• **Supplied records**:
--- START ---

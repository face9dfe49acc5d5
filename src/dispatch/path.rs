//! Path variable substitution.

// ============================================================================
// Imports
// ============================================================================

use rustc_hash::FxHashMap;

use crate::catalog::{PathTemplate, Segment};
use crate::error::{Error, Result};

// ============================================================================
// Resolution
// ============================================================================

/// Substitutes every `:variable` in `template` with its percent-encoded value.
///
/// Literal text is copied verbatim; each placeholder is replaced exactly once.
///
/// # Errors
///
/// - [`Error::MissingVariable`] if a variable has no value or an empty one
/// - [`Error::Validation`] if a value is a dot segment (`.` or `..`), which
///   URL normalization would collapse into a different endpoint
pub fn resolve(
    command: &str,
    template: &PathTemplate,
    values: &FxHashMap<String, String>,
) -> Result<String> {
    let mut path = String::with_capacity(template.as_str().len());

    for segment in template.segments() {
        match segment {
            Segment::Literal(text) => path.push_str(text),
            Segment::Variable(name) => {
                let value = values
                    .get(name)
                    .filter(|v| !v.is_empty())
                    .ok_or_else(|| Error::missing_variable(command, name))?;
                if is_dot_segment(value) {
                    return Err(Error::validation(
                        command,
                        format!("Invalid value \"{value}\" for path variable \"{name}\""),
                    ));
                }
                path.push_str(&urlencoding::encode(value));
            }
        }
    }

    Ok(path)
}

/// Values that are still dot segments after percent-encoding.
fn is_dot_segment(value: &str) -> bool {
    matches!(value, "." | "..")
}

// ============================================================================
// Tests
// ============================================================================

--- END ---

• **Work to complete**: Go through the listing above, and whenever a line holds the word "text", copy it.

• **Answer to the exercise**:
/// Literal text is copied verbatim; each placeholder is replaced exactly once.
            Segment::Literal(text) => path.push_str(text),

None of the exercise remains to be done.